▶ Try it:
A complete answer lists every line of the material where the string "RETENCIONES" occurs.

▶ Source information:

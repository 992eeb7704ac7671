//! 查询处理上下文
//!
//! 封装"我正在处理第几个事项的哪个变体"这一信息

use crate::models::{DateRange, Variant, WorkItem};
use std::fmt::Display;

/// 变体处理上下文
#[derive(Debug, Clone)]
pub struct VariantCtx {
    /// 事项 key，例如 `IMP_217`
    pub key: String,

    /// 导出列表中用于匹配的标签
    pub tag: String,

    /// 事项索引（从1开始，仅用于日志显示）
    pub item_index: usize,

    /// 变体在事项中的索引（从1开始）
    pub variant_index: usize,

    pub variant: Variant,

    pub date_range: DateRange,

    /// 代理的 CUIT（写入文件名）
    pub target_identity: String,
}

impl VariantCtx {
    pub fn new(
        item: &WorkItem,
        item_index: usize,
        variant_index: usize,
        variant: &Variant,
        target_identity: &str,
    ) -> Self {
        Self {
            key: item.key.clone(),
            tag: item.tag().to_string(),
            item_index,
            variant_index,
            variant: variant.clone(),
            date_range: item.date_range,
            target_identity: target_identity.to_string(),
        }
    }
}

impl Display for VariantCtx {
    fn fmt(&self, f: &mut std::fmt::Formatter<'_>) -> std::fmt::Result {
        write!(
            f,
            "[事项 #{} {} 变体#{} {}]",
            self.item_index, self.key, self.variant_index, self.variant.label
        )
    }
}
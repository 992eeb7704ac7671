//! 单个事项处理器 - 编排层
//!
//! ## 职责
//!
//! 1. **遍历变体**：按顺序执行事项的每个变体
//! 2. **进度落盘**：每下载一个文件立即写检查点
//! 3. **失败隔离**：非致命失败只记录，继续下一个变体
//! 4. **复位表单**：每个变体结束后回到"新查询"页签

use crate::driver::UiDriver;
use crate::error::AppResult;
use crate::models::{CheckpointRecord, WorkItem};
use crate::services::{CheckpointStorage, CheckpointStore};
use crate::workflow::{ExportFlow, VariantCtx};
use std::path::PathBuf;
use tracing::{error, info, warn};

/// 单个变体的结果
#[derive(Debug, Clone, PartialEq, Eq)]
pub enum VariantOutcome {
    /// 下载并保存成功
    Succeeded(PathBuf),
    /// 非致命失败，批次继续
    Failed { variant: String, reason: String },
}

impl VariantOutcome {
    pub fn is_success(&self) -> bool {
        matches!(self, VariantOutcome::Succeeded(_))
    }
}

/// 处理一个事项的全部变体
///
/// # 返回
/// 每个变体的结果；只有致命错误才会返回 `Err`
#[allow(clippy::too_many_arguments)]
pub async fn process_item<D: UiDriver, S: CheckpointStorage>(
    driver: &D,
    portal: &D::Portal,
    flow: &ExportFlow,
    item: &WorkItem,
    item_index: usize,
    target_identity: &str,
    record: &mut CheckpointRecord,
    store: &CheckpointStore<S>,
) -> AppResult<Vec<VariantOutcome>> {
    let mut outcomes = Vec::with_capacity(item.variants.len());

    for (index, variant) in item.variants.iter().enumerate() {
        let ctx = VariantCtx::new(item, item_index, index + 1, variant, target_identity);
        info!("{} 🚀 开始处理", ctx);

        match flow.run_variant(driver, portal, &ctx).await {
            Ok(path) => {
                record.record_artifact(path.clone())?;
                store.save(record)?;
                outcomes.push(VariantOutcome::Succeeded(path));
            }
            Err(e) if e.is_fatal() => {
                error!("{} ❌ 致命错误: {}", ctx, e);
                return Err(e);
            }
            Err(e) => {
                error!("{} ❌ 处理失败，继续下一个: {}", ctx, e);
                outcomes.push(VariantOutcome::Failed {
                    variant: variant.label.clone(),
                    reason: e.to_string(),
                });
            }
        }

        match flow.return_to_new_query(driver, portal).await {
            Ok(()) => {}
            Err(e) if e.is_fatal() => return Err(e),
            Err(e) => warn!("{} ⚠️ 无法回到新查询页签: {}", ctx, e),
        }
    }

    Ok(outcomes)
}
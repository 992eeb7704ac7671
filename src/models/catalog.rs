//! 税种目录
//!
//! 内置 16 个条目，顺序固定；也可以从 TOML 文件加载自定义目录。

use crate::models::work_item::OperationMode;
use serde::{Deserialize, Serialize};

/// 目录条目
#[derive(Debug, Clone, PartialEq, Eq, Serialize, Deserialize)]
pub struct CatalogEntry {
    /// 唯一编码，例如 `IMP_217`
    pub code: String,
    /// 显示名称，例如 `217 - SICORE-IMPTO.A LAS GANANCIAS`
    pub name: String,
    /// 分类：Impositivas / Seguridad Social / Aduaneras / Certificados SIRE
    pub category: String,
    pub mode: OperationMode,
}

impl CatalogEntry {
    pub fn new(code: &str, name: &str, category: &str, mode: OperationMode) -> Self {
        Self {
            code: code.to_string(),
            name: name.to_string(),
            category: category.to_string(),
            mode,
        }
    }
}

/// 有序目录
#[derive(Debug, Clone, PartialEq, Eq, Serialize, Deserialize)]
pub struct Catalog {
    entries: Vec<CatalogEntry>,
}

impl Catalog {
    pub fn new(entries: Vec<CatalogEntry>) -> Self {
        Self { entries }
    }

    /// 内置目录
    pub fn builtin() -> Self {
        use OperationMode::*;

        #[rustfmt::skip]
        let entries = vec![
            // Impositivas
            CatalogEntry::new("IMP_172", "172 - IMPUESTO TRANSF DE INMUEBLES", "Impositivas", Retencion),
            CatalogEntry::new("IMP_216", "216 - SIRE - IVA", "Impositivas", Retencion),
            CatalogEntry::new("IMP_217", "217 - SICORE-IMPTO.A LAS GANANCIAS", "Impositivas", Ambas),
            CatalogEntry::new("IMP_218", "218 - IMP.A LAS GAN.- BENEF.DEL EXT.", "Impositivas", Retencion),
            CatalogEntry::new("IMP_219", "219 - SICORE-IMPTO.S/ BS PERSONALES", "Impositivas", AmbasSeparadas),
            CatalogEntry::new("IMP_222", "222 - DONACIONES Y OTRO TIPO DE LIB.", "Impositivas", Retencion),
            CatalogEntry::new("IMP_466", "466 - SICORE-PREMIOS JUEGOS Y C.DEP", "Impositivas", Retencion),
            CatalogEntry::new("IMP_767", "767 - SICORE - RETENCIONES Y PERCEPC", "Impositivas", Ambas),
            CatalogEntry::new("IMP_787", "787 - RET ART 79 LEY GCIAS INC A,ByC", "Impositivas", Retencion),
            CatalogEntry::new("IMP_939", "939 - PERCEPCION IMPUESTO PAIS", "Impositivas", Percepcion),
            // Seguridad Social
            CatalogEntry::new("SS_353", "353 - RETENCIONES CONTRIB.SEG.SOCIAL", "Seguridad Social", Ambas),
            // Aduaneras
            CatalogEntry::new("ADU_217", "217 - SICORE-IMPTO.A LAS GANANCIAS", "Aduaneras", FechaSolo),
            CatalogEntry::new("ADU_767", "767 - SICORE - RETENCIONES Y PERCEPC", "Aduaneras", FechaSolo),
            // Certificados SIRE
            CatalogEntry::new("SIR_216", "216 - SIRE - IVA", "Certificados SIRE", Retencion),
            CatalogEntry::new("SIR_218", "218 - IMP.A LAS GAN.- BENEF.DEL EXT.", "Certificados SIRE", Retencion),
            CatalogEntry::new("SIR_353", "353 - RETENCIONES CONTRIB.SEG.SOCIAL", "Certificados SIRE", Ambas),
        ];

        Self { entries }
    }

    pub fn entries(&self) -> &[CatalogEntry] {
        &self.entries
    }

    pub fn get(&self, code: &str) -> Option<&CatalogEntry> {
        self.entries.iter().find(|e| e.code == code)
    }

    pub fn len(&self) -> usize {
        self.entries.len()
    }

    pub fn is_empty(&self) -> bool {
        self.entries.is_empty()
    }
}

impl Default for Catalog {
    fn default() -> Self {
        Self::builtin()
    }
}
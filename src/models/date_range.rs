use crate::error::ValidationError;
use chrono::{Datelike, NaiveDate};
use serde::{Deserialize, Serialize};
use std::fmt;

/// 界面使用的日期格式
pub const DATE_FMT: &str = "%d/%m/%Y";

/// 闭区间日期范围，整个计划共享
#[derive(Debug, Clone, Copy, PartialEq, Eq, Serialize, Deserialize)]
pub struct DateRange {
    #[serde(with = "dmy")]
    pub start: NaiveDate,
    #[serde(with = "dmy")]
    pub end: NaiveDate,
}

impl DateRange {
    /// 创建日期范围，要求 start <= end
    pub fn new(start: NaiveDate, end: NaiveDate) -> Result<Self, ValidationError> {
        if start > end {
            return Err(ValidationError::DateRangeInverted {
                start: start.format(DATE_FMT).to_string(),
                end: end.format(DATE_FMT).to_string(),
            });
        }
        Ok(Self { start, end })
    }

    /// 从 dd/mm/yyyy 文本解析
    pub fn parse(start: &str, end: &str) -> Result<Self, ValidationError> {
        Self::new(parse_dmy(start)?, parse_dmy(end)?)
    }

    pub fn start_text(&self) -> String {
        self.start.format(DATE_FMT).to_string()
    }

    pub fn end_text(&self) -> String {
        self.end.format(DATE_FMT).to_string()
    }

    /// 结束日期所在的年月（日历导航目标）
    pub fn end_year_month(&self) -> YearMonth {
        YearMonth::new(self.end.year(), self.end.month())
    }
}

impl fmt::Display for DateRange {
    fn fmt(&self, f: &mut fmt::Formatter<'_>) -> fmt::Result {
        write!(f, "{} - {}", self.start_text(), self.end_text())
    }
}

/// 解析 dd/mm/yyyy
pub fn parse_dmy(value: &str) -> Result<NaiveDate, ValidationError> {
    NaiveDate::parse_from_str(value.trim(), DATE_FMT).map_err(|_| {
        ValidationError::InvalidDateFormat {
            value: value.to_string(),
        }
    })
}

/// 年月序数位置
#[derive(Debug, Clone, Copy, PartialEq, Eq, PartialOrd, Ord, Hash)]
pub struct YearMonth {
    pub year: i32,
    pub month: u32,
}

impl YearMonth {
    pub fn new(year: i32, month: u32) -> Self {
        Self { year, month }
    }

    /// year * 12 + month
    pub fn ordinal(&self) -> i64 {
        i64::from(self.year) * 12 + i64::from(self.month)
    }
}

impl fmt::Display for YearMonth {
    fn fmt(&self, f: &mut fmt::Formatter<'_>) -> fmt::Result {
        write!(f, "{}/{}", self.month, self.year)
    }
}

mod dmy {
    use super::DATE_FMT;
    use chrono::NaiveDate;
    use serde::{Deserialize, Deserializer, Serializer};

    pub fn serialize<S: Serializer>(date: &NaiveDate, serializer: S) -> Result<S::Ok, S::Error> {
        serializer.serialize_str(&date.format(DATE_FMT).to_string())
    }

    pub fn deserialize<'de, D: Deserializer<'de>>(deserializer: D) -> Result<NaiveDate, D::Error> {
        let text = String::deserialize(deserializer)?;
        NaiveDate::parse_from_str(&text, DATE_FMT).map_err(serde::de::Error::custom)
    }
}

#[cfg(test)]
mod tests {
    use super::*;

    #[test]
    fn test_start_after_end_is_rejected() {
        let err = DateRange::parse("31/12/2024", "01/01/2024").unwrap_err();
        assert!(matches!(err, ValidationError::DateRangeInverted { .. }));
    }

    #[test]
    fn test_single_day_range_is_valid() {
        let range = DateRange::parse("15/03/2024", "15/03/2024").unwrap();
        assert_eq!(range.start, range.end);
    }

    #[test]
    fn test_bad_format_is_rejected() {
        let err = DateRange::parse("2024-01-01", "31/01/2024").unwrap_err();
        assert_eq!(
            err,
            ValidationError::InvalidDateFormat {
                value: "2024-01-01".to_string()
            }
        );
    }

    #[test]
    fn test_serializes_as_dmy_text() {
        let range = DateRange::parse("01/02/2024", "29/02/2024").unwrap();
        let json = serde_json::to_string(&range).unwrap();
        assert_eq!(json, r#"{"start":"01/02/2024","end":"29/02/2024"}"#);
    }

    #[test]
    fn test_end_year_month() {
        let range = DateRange::parse("01/01/2024", "20/05/2024").unwrap();
        assert_eq!(range.end_year_month(), YearMonth::new(2024, 5));
        assert_eq!(YearMonth::new(2024, 5).ordinal(), 2024 * 12 + 5);
    }
}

▶ Result:
            CatalogEntry::new("IMP_767", "767 - SICORE - RETENCIONES Y PERCEPC", "Impositivas", Ambas),
            CatalogEntry::new("SS_353", "353 - RETENCIONES CONTRIB.SEG.SOCIAL", "Seguridad Social", Ambas),
            CatalogEntry::new("ADU_767", "767 - SICORE - RETENCIONES Y PERCEPC", "Aduaneras", FechaSolo),
            CatalogEntry::new("SIR_353", "353 - RETENCIONES CONTRIB.SEG.SOCIAL", "Certificados SIRE", Ambas),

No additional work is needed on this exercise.